NATO’s Strategy Of Constructive Anarchism Fuels Endless Wars – OpEd
The ongoing war in Gaza reveals the futility of trying to solve a crisis without addressing its root causes. The US approach to crisis resolution has relied on harsh military and coercive methods to deal with various security-strategic and political challenges. The American international order has a simple rule: any change and transformation that creates a new game, a new plan and a new international order must be achieved by an all-out war. However, recent events such as the withdrawal from Afghanistan, NATO’s expansion in the east and Russia’s provocation of war in Ukraine, the attempts to trigger a war with China over Taiwan and the naval blockade of this rival country, the unresolved wars and crises in different regions, and the latest Israeli aggression on Gaza, all indicate a grand strategy: NATO’s constructive anarchism.
NATO’s constructive anarchism strategy has several aspects. The first one is the undermining of international organizations that were supposed to provide multilateral solutions and security guarantees. For example, the United Nations Security Council has lost its ability to build a global consensus on “a common threat to global peace and stability” and has become a venue for rivals to veto each other’s plans to end wars and ensure security. This signifies the end of the collective security system, where no security phenomenon, war, or peace is seen as a common interest of all, and there is no single interpretation of any crisis that aims to resolve it. In this situation, if an international order is defined as a written or unwritten agreement among its parties to protect it and accept its common norms and values, we can confidently say that we are in a period of disorder and pervasive anarchism. In this period, we face not one order, but multiple overlapping and competing orders, and instead of multilateralism at the global level, we see intersecting coalitions and alliances that cannot reach a single agreement.
The second aspect is that in this situation, the US is not interested in resolving issues through international organizations and rules. Instead, Washington tries to align their NATO allies and use their combined military force to fight and maintain the current order. In other words, in a strategy based on constructive anarchism, the goal of the US military campaign is not to create a new order but to preserve the existing one. In this case, NATO’s constructive anarchism aims to eliminate three competitors: ideologically asymmetric groups that oppose the status quo; Russia, which is weakened by the war in Ukraine and could be fully dominated after Putin’s fall; and China, which is the main rival of this order.

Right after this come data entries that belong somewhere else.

use actix_web::{HttpRequest, HttpResponse, web};
use chrono::{DateTime, Utc};
use slotbook_api_structs::reschedule_booking::{APIResponse, PathParams, RequestBody};
use slotbook_domain::{
    Booking,
    BookingStatus,
    EventType,
    Host,
    Tz,
    generate_ical_content_for_booking,
};
use slotbook_infra::{BookingEmail, BookingWriteError, EmailTemplate, SlotbookContext};
use tracing::{error, warn};
use validator::Validate;

use super::cancel_booking::Caller;
use crate::{
    availability::is_slot_bookable,
    error::SlotbookError,
    shared::{
        auth::maybe_host,
        rate_limit::{EndpointClass, RateLimiter},
        usecase::{Subscriber, UseCase, execute},
    },
};

pub async fn reschedule_booking_controller(
    http_req: HttpRequest,
    path_params: web::Path<PathParams>,
    body: web::Json<RequestBody>,
    ctx: web::Data<SlotbookContext>,
    limiter: web::Data<RateLimiter>,
) -> Result<HttpResponse, SlotbookError> {
    let client_key = http_req
        .connection_info()
        .realip_remote_addr()
        .unwrap_or("unknown")
        .to_string();
    let decision = limiter.check(EndpointClass::Booking, &client_key, ctx.sys.get_timestamp());
    if !decision.allowed {
        return Err(SlotbookError::RateLimited {
            reset_at: decision.reset_at,
        });
    }

    let body = body.into_inner();
    body.validate()
        .map_err(|e| SlotbookError::BadClientData(e.to_string()))?;

    let caller = match maybe_host(&http_req, &ctx).await? {
        Some(host) => Caller::Host(host.id),
        None => match &body.email {
            Some(email) => Caller::Guest(email.clone()),
            None => Caller::Anonymous,
        },
    };

    let usecase = RescheduleBookingUseCase {
        uid: path_params.into_inner().uid,
        new_start_time: body.new_start_time,
        guest_timezone: body.timezone,
        caller,
    };

    execute(usecase, &ctx)
        .await
        .map(|res| HttpResponse::Ok().json(APIResponse::new(res.booking)))
        .map_err(SlotbookError::from)
}

#[derive(Debug)]
pub(crate) struct RescheduleBookingUseCase {
    pub uid: String,
    pub new_start_time: DateTime<Utc>,
    pub guest_timezone: Tz,
    pub caller: Caller,
}

#[derive(Debug)]
pub(crate) struct RescheduledBooking {
    pub booking: Booking,
    pub event_type: EventType,
    pub host: Host,
    /// Rescheduling to the current time is acknowledged without side effects
    pub unchanged: bool,
}

#[derive(Debug)]
pub(crate) enum UseCaseError {
    BookingNotFound(String),
    Unauthorized,
    SlotTaken,
    InvalidInput(String),
    UpstreamUnavailable,
    StorageError,
    InternalError,
}

impl From<UseCaseError> for SlotbookError {
    fn from(e: UseCaseError) -> Self {
        match e {
            UseCaseError::BookingNotFound(uid) => {
                Self::NotFound(format!("Booking {} was not found", uid))
            }
            UseCaseError::Unauthorized => Self::Unauthorized(
                "Only the host or the guest who booked can reschedule this booking".into(),
            ),
            UseCaseError::SlotTaken => {
                Self::SlotTaken("The requested slot is no longer available".into())
            }
            UseCaseError::InvalidInput(msg) => Self::BadClientData(msg),
            UseCaseError::UpstreamUnavailable => Self::UpstreamUnavailable(
                "The external calendar could not be updated, please retry".into(),
            ),
            UseCaseError::StorageError | UseCaseError::InternalError => Self::InternalError,
        }
    }
}

#[async_trait::async_trait]
impl UseCase for RescheduleBookingUseCase {
    type Response = RescheduledBooking;

    type Error = UseCaseError;

    const NAME: &'static str = "RescheduleBooking";

    fn subscribers() -> Vec<Box<dyn Subscriber<Self>>> {
        vec![Box::new(NotifyParticipantsOnReschedule {})]
    }

    async fn execute(&mut self, ctx: &SlotbookContext) -> Result<Self::Response, Self::Error> {
        let booking = ctx
            .repos
            .bookings
            .find_by_uid(&self.uid)
            .await
            .map_err(|_| UseCaseError::InternalError)?
            .ok_or_else(|| UseCaseError::BookingNotFound(self.uid.clone()))?;

        let authorized = match &self.caller {
            Caller::Host(host_id) => host_id == &booking.host_id,
            Caller::Guest(email) => booking.guest_matches(email),
            Caller::Anonymous => false,
        };
        if !authorized {
            return Err(UseCaseError::Unauthorized);
        }

        if booking.status == BookingStatus::Cancelled {
            return Err(UseCaseError::InvalidInput(
                "A cancelled booking cannot be rescheduled".into(),
            ));
        }

        // Deactivation stops new bookings; existing ones may still move
        let event_type = ctx
            .repos
            .event_types
            .find(&booking.event_type_id)
            .await
            .map_err(|_| UseCaseError::InternalError)?
            .ok_or(UseCaseError::InternalError)?;
        let host = ctx
            .repos
            .hosts
            .find(&booking.host_id)
            .await
            .map_err(|_| UseCaseError::InternalError)?
            .ok_or(UseCaseError::InternalError)?;

        if self.new_start_time == booking.start_time {
            return Ok(RescheduledBooking {
                booking,
                event_type,
                host,
                unchanged: true,
            });
        }

        // Pre-commit check for the new time
        let bookable = is_slot_bookable(&event_type, &host, self.new_start_time, ctx)
            .await
            .map_err(|_| UseCaseError::InternalError)?;
        if !bookable {
            return Err(UseCaseError::SlotTaken);
        }

        // Mutate start/end atomically; the uid is regenerated and the prior
        // uid kept as a back-reference
        let previous = booking.clone();
        let mut booking = booking;
        booking.rescheduled_from_uid = Some(previous.uid.clone());
        booking.uid = slotbook_utils::create_booking_uid();
        booking.start_time = self.new_start_time;
        booking.end_time = self.new_start_time + event_type.duration();
        booking.guest_timezone = self.guest_timezone;
        booking.updated = ctx.sys.get_timestamp();

        match ctx.repos.bookings.save(&booking).await {
            Ok(()) => {}
            // The unique constraint keeps the new time from colliding
            Err(BookingWriteError::SlotTaken) => return Err(UseCaseError::SlotTaken),
            Err(e) => {
                error!("Unable to reschedule booking {}: {:?}", previous.uid, e);
                return Err(UseCaseError::StorageError);
            }
        }

        // Fail closed on the external move: restore the previous state when
        // the provider cannot be updated
        if booking.external_event_created {
            if let Err(e) = self.move_external_event(&booking, &event_type, ctx).await {
                if let Err(rollback_err) = ctx.repos.bookings.save(&previous).await {
                    error!(
                        "Unable to roll back reschedule of booking {}: {:?}",
                        previous.uid, rollback_err
                    );
                }
                return Err(e);
            }
        }

        Ok(RescheduledBooking {
            booking,
            event_type,
            host,
            unchanged: false,
        })
    }
}

impl RescheduleBookingUseCase {
    async fn move_external_event(
        &self,
        booking: &Booking,
        event_type: &EventType,
        ctx: &SlotbookContext,
    ) -> Result<(), UseCaseError> {
        let Some(event_ref) = &booking.external_event_ref else {
            return Ok(());
        };
        let Some(destination) = &event_type.destination_calendar else {
            return Ok(());
        };

        let calendar = ctx
            .repos
            .calendars
            .find(destination)
            .await
            .map_err(|_| UseCaseError::InternalError)?;
        let Some(calendar) = calendar else {
            warn!(
                "Destination calendar of booking {} no longer exists",
                booking.uid
            );
            return Ok(());
        };

        let account = ctx
            .repos
            .accounts
            .find(&calendar.account_id)
            .await
            .map_err(|_| UseCaseError::InternalError)?
            .filter(|account| account.valid);
        let Some(account) = account else {
            warn!(
                "Account of destination calendar {} is missing or invalid",
                calendar.id
            );
            return Ok(());
        };

        ctx.calendar_gateway
            .move_event(
                &account,
                &calendar.external_id,
                event_ref,
                booking.start_time,
                booking.end_time,
            )
            .await
            .map_err(|e| {
                warn!(
                    "External event move failed for booking {}: {:?}",
                    booking.uid, e
                );
                UseCaseError::UpstreamUnavailable
            })
    }
}

/// Emails both participants the new time
struct NotifyParticipantsOnReschedule {}

#[async_trait::async_trait]
impl Subscriber<RescheduleBookingUseCase> for NotifyParticipantsOnReschedule {
    async fn notify(&self, rescheduled: &RescheduledBooking, ctx: &SlotbookContext) {
        if rescheduled.unchanged {
            return;
        }

        let ical = generate_ical_content_for_booking(
            &rescheduled.booking,
            &rescheduled.event_type,
            &rescheduled.host,
        );
        let email = BookingEmail {
            template: EmailTemplate::BookingRescheduled,
            recipients: vec![
                rescheduled.booking.guest.email.clone(),
                rescheduled.host.email.clone(),
            ],
            variables: serde_json::json!({
                "bookingUid": rescheduled.booking.uid,
                "previousUid": rescheduled.booking.rescheduled_from_uid,
                "eventTypeName": rescheduled.event_type.name,
                "guestName": rescheduled.booking.guest.name,
                "startTime": rescheduled.booking.start_time,
                "endTime": rescheduled.booking.end_time,
            }),
            ical_attachment: Some(ical),
        };

        if let Err(e) = ctx.mailer.send(&email).await {
            error!(
                "Unable to send reschedule email for booking {}: {:?}",
                rescheduled.booking.uid, e
            );
        }
    }
}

Meanwhile, the occupation of the Palestinian lands and the disregard for the two-state solution have led to the Gaza war. This is an unsolvable crisis that aims to weaken the Islamic-Arab countries, destroy the Palestinian resistance groups, and eliminate the Israeli problem in the Islamic world. On the other hand, on the Ukrainian front, the strategy of constructive anarchism has successfully dragged Russia into a costly war of attrition, and the Americans claim that the goal of the war is to end Russia’s military power. Russia, which is NATO’s buffer zone with China, and its fall could pave the way for NATO’s global strategy, which is seen by Western strategists as the downfall of China. Meanwhile, the Chinese are well aware of the completion of the puzzle that outlines their demise. In this scenario, peace is not a priority.
The escalation of these wars shows that the Americans and their allies do not benefit from peace and their desired order cannot be achieved peacefully. Therefore, they are implementing a new strategy to eliminate their opponents rather than contain and control them. In this strategy, NATO’s constructive anarchism tries to revive the previous order based on fear and violence with a new form ofthe chaos and the tools of war.
The deployment of NATO fleets following the Americans in the Mediterranean and the Middle East and the opening of a new front in the Middle East along with Europe has made war the norm of the current situation, a war which, according to the White House’s usual practice, is synonymous with American peace. This is where we do not have a single and inclusive global peace, but a fragmented and contested peace among the Americans, Russians, and Chinese, which is vetoed and collapsed every time in a meeting. A peace that does not bring order, but is replaced by war. The wars that are creating a NATO out of disorder.